*Data extracted from a collection*:
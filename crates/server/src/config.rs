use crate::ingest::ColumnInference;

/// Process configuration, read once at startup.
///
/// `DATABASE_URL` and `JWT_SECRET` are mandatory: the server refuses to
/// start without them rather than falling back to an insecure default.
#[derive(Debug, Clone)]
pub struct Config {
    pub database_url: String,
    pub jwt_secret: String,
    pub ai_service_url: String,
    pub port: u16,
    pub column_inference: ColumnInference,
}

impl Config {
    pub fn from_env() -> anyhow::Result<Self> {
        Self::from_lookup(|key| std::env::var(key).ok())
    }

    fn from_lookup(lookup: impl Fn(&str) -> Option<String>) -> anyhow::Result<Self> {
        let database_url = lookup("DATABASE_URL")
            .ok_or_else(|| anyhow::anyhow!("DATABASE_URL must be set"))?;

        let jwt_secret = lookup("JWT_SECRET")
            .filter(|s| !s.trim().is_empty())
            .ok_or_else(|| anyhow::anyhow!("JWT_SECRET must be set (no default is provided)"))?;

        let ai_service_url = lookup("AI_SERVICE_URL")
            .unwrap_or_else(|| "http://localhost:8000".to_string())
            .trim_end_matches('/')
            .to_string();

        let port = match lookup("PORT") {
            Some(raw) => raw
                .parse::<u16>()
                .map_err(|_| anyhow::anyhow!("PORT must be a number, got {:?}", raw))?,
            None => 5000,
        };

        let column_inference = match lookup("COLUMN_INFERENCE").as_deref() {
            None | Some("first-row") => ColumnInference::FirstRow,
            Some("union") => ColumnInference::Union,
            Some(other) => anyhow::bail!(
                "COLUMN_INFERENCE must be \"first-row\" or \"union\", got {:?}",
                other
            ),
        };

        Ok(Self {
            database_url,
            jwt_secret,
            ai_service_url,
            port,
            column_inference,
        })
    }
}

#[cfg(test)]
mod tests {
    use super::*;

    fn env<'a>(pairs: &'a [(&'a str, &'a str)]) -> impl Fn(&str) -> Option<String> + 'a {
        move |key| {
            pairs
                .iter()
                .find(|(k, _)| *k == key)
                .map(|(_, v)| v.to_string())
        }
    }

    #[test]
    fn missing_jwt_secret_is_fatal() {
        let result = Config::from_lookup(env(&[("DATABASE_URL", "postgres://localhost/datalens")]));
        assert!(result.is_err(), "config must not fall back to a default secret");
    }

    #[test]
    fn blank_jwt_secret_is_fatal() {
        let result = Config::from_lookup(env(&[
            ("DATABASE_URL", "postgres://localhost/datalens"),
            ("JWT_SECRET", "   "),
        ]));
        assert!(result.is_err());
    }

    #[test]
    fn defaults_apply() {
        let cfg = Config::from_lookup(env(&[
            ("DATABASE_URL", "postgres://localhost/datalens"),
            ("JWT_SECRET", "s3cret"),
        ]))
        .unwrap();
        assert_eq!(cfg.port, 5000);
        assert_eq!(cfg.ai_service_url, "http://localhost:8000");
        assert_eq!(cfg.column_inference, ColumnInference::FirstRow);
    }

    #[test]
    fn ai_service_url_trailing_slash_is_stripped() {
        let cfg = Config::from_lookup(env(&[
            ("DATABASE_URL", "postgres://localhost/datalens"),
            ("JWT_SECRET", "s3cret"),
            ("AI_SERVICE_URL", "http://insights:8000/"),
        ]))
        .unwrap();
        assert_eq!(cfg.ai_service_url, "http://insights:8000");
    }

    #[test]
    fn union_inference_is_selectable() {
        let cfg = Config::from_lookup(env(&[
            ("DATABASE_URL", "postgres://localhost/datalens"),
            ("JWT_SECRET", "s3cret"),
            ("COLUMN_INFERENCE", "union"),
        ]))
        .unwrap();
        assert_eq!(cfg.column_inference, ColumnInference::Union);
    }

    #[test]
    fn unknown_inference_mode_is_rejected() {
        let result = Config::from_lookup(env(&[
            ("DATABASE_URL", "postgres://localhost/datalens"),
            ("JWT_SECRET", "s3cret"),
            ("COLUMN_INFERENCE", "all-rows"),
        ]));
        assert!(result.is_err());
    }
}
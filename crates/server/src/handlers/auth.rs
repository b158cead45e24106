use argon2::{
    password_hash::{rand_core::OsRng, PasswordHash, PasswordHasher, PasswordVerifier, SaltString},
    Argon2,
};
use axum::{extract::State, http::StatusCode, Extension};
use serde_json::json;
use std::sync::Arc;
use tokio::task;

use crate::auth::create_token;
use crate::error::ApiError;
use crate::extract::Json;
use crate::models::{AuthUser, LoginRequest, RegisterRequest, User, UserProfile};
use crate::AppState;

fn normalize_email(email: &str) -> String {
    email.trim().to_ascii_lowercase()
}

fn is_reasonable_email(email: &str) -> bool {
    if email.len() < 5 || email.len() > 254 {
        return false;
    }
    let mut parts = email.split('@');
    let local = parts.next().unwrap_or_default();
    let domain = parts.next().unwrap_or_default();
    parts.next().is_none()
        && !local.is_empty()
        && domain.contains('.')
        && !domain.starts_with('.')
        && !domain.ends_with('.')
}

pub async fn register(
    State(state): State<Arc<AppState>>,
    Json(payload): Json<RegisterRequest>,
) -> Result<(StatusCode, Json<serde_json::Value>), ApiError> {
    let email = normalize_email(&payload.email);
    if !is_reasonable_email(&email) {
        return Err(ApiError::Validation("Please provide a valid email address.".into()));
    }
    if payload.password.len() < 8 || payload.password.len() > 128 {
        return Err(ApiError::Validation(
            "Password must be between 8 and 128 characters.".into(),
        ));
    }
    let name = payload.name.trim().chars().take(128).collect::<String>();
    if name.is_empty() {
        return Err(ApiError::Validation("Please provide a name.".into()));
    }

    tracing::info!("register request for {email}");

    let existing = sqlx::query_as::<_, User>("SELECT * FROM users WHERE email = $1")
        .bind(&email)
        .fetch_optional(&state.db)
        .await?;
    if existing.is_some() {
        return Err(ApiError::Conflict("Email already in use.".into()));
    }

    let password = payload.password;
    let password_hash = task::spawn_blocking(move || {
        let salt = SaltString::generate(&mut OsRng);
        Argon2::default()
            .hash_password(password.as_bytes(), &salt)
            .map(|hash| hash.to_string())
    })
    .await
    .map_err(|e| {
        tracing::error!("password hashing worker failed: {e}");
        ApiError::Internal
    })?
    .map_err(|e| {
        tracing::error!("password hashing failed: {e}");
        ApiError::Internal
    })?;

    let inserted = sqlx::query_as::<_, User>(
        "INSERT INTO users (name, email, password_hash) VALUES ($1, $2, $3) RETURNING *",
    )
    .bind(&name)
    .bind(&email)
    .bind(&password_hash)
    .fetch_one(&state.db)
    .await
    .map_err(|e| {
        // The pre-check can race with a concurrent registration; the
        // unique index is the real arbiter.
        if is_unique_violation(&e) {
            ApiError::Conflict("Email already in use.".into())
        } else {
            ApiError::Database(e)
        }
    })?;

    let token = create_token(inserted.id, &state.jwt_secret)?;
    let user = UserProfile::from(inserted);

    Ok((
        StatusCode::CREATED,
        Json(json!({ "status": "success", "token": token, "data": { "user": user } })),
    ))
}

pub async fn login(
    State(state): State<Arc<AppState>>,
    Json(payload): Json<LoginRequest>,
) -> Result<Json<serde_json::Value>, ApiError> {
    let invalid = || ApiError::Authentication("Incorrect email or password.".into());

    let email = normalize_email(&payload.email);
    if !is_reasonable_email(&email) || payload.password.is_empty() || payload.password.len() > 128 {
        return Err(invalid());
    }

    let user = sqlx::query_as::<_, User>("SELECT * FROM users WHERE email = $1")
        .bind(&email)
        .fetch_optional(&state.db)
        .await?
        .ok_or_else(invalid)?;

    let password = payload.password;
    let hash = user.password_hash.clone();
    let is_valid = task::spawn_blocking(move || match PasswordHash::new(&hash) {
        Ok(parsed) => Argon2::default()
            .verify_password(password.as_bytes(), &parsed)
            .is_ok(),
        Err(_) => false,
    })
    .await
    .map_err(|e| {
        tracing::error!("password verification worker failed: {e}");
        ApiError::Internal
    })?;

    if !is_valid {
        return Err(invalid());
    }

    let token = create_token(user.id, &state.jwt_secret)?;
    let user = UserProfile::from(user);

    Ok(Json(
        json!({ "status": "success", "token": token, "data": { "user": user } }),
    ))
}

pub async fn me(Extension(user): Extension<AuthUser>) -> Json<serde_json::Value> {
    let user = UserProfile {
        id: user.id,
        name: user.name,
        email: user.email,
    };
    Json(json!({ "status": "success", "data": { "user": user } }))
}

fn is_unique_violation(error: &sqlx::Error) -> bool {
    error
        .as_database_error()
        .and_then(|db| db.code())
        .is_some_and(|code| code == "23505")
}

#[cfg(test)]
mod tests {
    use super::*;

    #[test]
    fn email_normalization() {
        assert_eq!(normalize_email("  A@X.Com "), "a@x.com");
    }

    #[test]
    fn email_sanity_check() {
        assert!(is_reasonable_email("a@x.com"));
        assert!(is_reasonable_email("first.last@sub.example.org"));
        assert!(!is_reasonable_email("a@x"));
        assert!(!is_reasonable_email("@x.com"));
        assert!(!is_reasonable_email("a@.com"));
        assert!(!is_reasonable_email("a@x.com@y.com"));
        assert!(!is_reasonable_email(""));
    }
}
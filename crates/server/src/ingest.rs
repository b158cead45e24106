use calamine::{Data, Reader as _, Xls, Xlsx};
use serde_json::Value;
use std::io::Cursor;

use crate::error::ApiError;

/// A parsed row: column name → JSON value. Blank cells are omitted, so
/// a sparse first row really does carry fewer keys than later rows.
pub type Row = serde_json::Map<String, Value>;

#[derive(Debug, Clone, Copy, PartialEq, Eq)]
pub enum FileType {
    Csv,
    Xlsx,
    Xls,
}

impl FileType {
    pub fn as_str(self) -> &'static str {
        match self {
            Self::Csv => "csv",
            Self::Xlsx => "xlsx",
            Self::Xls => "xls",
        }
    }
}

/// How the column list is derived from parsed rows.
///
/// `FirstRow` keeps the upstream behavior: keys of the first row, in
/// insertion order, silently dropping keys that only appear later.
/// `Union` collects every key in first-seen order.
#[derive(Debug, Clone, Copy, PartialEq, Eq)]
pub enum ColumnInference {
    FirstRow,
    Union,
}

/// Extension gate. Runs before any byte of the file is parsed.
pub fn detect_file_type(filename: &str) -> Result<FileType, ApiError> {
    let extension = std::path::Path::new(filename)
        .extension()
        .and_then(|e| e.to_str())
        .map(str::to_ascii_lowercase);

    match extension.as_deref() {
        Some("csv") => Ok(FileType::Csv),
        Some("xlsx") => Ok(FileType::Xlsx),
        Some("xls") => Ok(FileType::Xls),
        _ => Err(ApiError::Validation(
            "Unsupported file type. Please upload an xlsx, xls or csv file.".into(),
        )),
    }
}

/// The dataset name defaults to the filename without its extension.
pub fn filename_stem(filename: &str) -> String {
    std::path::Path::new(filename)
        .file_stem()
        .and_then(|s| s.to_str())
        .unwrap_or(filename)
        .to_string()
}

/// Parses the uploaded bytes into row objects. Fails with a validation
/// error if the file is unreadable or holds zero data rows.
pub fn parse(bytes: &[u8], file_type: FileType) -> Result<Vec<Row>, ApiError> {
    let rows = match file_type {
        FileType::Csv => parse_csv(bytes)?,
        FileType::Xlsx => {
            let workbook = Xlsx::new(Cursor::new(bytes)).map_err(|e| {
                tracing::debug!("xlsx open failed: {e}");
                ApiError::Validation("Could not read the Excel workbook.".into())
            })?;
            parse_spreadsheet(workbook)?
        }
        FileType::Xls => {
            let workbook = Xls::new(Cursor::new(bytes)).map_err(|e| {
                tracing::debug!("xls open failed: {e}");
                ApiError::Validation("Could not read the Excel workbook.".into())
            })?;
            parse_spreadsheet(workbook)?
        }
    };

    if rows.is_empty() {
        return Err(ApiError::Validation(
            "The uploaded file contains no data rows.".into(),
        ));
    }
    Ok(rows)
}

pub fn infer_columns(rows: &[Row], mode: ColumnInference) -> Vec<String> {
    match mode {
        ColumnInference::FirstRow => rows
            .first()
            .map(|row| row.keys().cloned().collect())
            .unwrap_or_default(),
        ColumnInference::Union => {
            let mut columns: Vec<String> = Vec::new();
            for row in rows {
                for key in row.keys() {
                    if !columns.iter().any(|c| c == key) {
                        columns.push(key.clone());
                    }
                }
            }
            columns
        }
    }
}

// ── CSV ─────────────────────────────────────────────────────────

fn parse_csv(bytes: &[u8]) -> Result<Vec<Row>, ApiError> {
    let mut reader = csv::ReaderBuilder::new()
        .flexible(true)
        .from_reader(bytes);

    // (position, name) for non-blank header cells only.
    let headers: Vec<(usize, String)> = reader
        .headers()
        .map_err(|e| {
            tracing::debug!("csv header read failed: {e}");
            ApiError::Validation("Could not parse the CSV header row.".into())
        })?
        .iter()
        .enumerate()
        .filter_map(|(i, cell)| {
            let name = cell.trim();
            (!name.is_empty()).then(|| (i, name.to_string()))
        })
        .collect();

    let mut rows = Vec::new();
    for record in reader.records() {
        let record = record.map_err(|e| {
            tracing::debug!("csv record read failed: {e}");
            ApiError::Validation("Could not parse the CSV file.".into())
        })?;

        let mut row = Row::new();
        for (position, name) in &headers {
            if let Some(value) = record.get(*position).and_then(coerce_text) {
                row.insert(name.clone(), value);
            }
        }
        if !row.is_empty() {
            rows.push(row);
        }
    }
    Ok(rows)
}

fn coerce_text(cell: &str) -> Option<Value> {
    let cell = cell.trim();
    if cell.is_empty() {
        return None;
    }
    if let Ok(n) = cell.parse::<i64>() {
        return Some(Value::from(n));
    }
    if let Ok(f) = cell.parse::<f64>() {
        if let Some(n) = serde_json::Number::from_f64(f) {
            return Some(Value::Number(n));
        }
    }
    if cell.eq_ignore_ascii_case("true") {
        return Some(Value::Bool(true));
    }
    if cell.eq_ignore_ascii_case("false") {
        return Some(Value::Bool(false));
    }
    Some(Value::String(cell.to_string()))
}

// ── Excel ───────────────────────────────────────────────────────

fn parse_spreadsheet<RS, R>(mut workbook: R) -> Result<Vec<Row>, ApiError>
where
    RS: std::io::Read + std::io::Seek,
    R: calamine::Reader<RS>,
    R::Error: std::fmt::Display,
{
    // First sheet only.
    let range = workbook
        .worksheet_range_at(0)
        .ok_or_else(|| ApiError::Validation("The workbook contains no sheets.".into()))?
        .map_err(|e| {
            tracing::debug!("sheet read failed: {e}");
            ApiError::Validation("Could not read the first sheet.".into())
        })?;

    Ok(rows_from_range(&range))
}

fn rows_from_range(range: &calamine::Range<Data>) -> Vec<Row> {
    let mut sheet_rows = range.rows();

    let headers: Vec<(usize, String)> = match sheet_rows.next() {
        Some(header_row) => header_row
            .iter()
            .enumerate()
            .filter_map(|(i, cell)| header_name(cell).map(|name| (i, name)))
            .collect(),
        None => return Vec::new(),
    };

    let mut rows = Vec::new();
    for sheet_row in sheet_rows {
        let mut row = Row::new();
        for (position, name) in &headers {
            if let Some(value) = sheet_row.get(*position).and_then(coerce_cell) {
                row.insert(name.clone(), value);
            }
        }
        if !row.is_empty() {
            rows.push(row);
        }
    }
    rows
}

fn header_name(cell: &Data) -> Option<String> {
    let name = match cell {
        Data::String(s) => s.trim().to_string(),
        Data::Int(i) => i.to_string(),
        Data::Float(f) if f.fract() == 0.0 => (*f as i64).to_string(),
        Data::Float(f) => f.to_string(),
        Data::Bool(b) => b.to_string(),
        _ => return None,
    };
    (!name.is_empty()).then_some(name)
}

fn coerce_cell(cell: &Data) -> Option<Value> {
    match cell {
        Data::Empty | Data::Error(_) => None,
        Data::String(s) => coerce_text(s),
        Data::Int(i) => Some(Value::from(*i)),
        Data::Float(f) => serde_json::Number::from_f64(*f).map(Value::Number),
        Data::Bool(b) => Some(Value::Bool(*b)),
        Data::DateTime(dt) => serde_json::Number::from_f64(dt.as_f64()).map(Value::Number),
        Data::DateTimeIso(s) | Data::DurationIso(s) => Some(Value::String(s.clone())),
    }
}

*EXERCISE BRIEF*: The response should consist of the number of lines in the data that hold the word "impl", with nothing added.

*TASK RESULT*: 4